RECORDS PROVIDED section start

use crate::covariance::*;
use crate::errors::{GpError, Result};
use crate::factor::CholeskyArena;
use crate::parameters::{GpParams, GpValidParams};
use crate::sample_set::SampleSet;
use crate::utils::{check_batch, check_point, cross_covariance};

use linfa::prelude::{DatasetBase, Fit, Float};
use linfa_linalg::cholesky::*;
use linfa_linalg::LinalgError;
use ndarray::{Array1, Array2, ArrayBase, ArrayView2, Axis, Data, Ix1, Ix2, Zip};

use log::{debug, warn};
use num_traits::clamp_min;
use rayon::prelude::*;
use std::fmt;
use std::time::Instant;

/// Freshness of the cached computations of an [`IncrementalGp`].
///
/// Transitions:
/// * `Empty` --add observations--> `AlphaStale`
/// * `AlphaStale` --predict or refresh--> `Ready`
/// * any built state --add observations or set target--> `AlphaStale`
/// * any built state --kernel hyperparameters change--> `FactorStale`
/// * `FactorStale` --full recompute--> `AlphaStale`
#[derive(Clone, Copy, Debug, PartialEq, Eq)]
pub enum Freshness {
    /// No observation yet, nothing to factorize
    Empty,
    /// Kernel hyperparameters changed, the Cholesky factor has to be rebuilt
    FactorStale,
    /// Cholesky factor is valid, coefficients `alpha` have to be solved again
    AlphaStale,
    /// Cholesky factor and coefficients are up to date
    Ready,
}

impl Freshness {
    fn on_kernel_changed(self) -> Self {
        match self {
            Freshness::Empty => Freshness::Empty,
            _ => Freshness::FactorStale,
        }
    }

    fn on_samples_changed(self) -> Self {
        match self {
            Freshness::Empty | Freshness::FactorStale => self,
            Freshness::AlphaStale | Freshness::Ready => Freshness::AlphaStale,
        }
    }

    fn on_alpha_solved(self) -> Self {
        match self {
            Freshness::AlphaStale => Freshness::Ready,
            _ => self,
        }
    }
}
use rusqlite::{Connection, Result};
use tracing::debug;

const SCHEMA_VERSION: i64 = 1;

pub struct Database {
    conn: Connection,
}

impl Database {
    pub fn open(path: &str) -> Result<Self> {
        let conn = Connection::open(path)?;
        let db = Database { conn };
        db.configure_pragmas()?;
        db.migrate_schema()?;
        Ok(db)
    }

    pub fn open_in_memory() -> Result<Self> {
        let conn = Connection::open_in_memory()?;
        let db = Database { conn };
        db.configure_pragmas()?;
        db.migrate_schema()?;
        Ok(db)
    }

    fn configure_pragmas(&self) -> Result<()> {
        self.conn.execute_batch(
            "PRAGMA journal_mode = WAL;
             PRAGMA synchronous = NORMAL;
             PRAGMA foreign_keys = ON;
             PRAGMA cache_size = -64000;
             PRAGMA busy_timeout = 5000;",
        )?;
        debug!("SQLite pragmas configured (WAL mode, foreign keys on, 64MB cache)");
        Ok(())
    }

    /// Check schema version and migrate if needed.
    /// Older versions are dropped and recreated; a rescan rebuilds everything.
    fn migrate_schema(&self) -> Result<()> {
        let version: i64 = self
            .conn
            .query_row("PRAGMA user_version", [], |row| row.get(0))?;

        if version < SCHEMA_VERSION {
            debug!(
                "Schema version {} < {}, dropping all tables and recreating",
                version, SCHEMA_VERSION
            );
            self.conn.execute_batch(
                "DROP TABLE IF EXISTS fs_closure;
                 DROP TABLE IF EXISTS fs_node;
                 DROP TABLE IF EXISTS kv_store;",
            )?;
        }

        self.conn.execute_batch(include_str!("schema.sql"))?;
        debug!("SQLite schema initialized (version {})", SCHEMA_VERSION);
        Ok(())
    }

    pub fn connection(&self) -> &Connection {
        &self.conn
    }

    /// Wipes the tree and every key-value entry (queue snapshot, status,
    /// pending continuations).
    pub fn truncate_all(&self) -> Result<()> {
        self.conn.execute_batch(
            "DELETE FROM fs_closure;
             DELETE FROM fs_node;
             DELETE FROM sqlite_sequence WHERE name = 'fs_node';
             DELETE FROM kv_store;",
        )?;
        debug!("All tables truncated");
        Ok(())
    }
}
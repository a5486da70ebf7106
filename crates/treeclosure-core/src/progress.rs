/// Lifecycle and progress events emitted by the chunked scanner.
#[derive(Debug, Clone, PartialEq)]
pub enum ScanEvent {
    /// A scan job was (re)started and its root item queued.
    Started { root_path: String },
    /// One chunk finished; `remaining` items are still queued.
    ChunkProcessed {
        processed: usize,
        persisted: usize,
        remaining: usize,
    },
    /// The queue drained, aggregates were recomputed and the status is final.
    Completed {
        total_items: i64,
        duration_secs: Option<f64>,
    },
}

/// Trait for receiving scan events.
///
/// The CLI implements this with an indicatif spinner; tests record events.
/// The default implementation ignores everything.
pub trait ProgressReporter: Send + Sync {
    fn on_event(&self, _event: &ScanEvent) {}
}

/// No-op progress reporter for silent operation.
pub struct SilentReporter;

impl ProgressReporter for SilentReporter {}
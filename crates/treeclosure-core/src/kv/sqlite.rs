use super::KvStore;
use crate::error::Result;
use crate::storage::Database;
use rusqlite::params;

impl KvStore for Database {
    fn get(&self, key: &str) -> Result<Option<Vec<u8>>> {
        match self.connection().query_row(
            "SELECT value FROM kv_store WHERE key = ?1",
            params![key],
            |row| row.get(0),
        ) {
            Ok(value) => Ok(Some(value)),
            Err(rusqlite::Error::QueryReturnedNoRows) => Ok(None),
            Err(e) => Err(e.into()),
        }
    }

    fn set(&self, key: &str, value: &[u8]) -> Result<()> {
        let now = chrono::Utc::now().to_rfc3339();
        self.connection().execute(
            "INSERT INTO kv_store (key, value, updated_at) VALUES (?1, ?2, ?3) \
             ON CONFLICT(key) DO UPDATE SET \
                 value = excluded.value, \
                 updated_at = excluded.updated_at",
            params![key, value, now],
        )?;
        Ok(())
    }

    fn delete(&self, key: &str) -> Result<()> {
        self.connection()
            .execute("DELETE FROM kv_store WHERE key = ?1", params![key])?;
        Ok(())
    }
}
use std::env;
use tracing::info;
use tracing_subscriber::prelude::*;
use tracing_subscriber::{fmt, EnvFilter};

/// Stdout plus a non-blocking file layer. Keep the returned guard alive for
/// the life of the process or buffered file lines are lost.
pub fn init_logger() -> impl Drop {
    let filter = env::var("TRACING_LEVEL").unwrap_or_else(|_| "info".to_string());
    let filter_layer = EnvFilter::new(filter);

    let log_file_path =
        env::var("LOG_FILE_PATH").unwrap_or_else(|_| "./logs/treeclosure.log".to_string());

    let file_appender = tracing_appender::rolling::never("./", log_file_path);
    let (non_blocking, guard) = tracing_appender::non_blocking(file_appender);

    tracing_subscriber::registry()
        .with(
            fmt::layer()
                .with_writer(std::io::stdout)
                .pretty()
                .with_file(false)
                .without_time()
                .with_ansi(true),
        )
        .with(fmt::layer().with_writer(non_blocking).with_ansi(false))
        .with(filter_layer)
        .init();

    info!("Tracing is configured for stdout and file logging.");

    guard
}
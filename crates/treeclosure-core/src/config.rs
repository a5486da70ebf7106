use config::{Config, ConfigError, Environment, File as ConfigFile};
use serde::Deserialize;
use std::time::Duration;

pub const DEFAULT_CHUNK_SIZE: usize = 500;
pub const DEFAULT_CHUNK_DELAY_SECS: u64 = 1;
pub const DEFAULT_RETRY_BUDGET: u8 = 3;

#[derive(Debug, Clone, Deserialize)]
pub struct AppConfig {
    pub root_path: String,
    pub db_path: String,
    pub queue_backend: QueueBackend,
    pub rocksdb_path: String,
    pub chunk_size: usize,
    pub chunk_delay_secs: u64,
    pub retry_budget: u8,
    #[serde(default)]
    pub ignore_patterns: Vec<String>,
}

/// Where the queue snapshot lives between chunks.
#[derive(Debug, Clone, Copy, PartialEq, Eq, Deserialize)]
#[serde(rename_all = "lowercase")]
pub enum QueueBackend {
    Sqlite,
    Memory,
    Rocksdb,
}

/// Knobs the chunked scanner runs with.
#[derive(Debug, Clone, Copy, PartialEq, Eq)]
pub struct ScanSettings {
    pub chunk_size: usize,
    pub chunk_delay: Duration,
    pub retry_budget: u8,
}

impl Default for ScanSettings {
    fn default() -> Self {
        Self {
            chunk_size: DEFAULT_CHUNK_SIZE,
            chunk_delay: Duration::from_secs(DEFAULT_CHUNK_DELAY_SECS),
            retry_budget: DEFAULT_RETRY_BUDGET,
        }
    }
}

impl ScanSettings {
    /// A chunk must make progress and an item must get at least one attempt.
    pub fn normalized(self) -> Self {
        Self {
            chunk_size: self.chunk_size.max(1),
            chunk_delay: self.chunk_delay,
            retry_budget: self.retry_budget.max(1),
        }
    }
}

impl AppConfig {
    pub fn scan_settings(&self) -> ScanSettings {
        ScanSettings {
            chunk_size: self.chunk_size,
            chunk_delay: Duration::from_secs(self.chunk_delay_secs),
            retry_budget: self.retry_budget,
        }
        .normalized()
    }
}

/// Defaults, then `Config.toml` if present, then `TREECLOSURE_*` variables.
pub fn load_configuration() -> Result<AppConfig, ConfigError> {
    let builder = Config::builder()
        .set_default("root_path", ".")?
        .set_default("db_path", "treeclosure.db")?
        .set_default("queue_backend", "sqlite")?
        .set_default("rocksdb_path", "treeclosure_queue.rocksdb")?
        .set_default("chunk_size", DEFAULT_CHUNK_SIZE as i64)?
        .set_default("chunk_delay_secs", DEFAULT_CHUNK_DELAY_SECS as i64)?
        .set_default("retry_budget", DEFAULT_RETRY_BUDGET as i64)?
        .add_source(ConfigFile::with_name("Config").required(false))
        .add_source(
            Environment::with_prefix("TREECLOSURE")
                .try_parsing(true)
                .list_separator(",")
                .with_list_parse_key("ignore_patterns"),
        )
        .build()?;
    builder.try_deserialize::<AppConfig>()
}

RECORDS PROVIDED section end

EXERCISE PROMPT
All lines above from the one holding "implementation ignores everything." to the one holding "value FROM kv_store", inclusive, are to be copied exactly; no other line is wanted.

YOUR SOLUTION
/// The default implementation ignores everything.
pub trait ProgressReporter: Send + Sync {
    fn on_event(&self, _event: &ScanEvent) {}
}

/// No-op progress reporter for silent operation.
pub struct SilentReporter;

impl ProgressReporter for SilentReporter {}
filename crates/treeclosure-core/src/kv/sqlite.rs
use super::KvStore;
use crate::error::Result;
use crate::storage::Database;
use rusqlite::params;

impl KvStore for Database {
    fn get(&self, key: &str) -> Result<Option<Vec<u8>>> {
        match self.connection().query_row(
            "SELECT value FROM kv_store WHERE key = ?1",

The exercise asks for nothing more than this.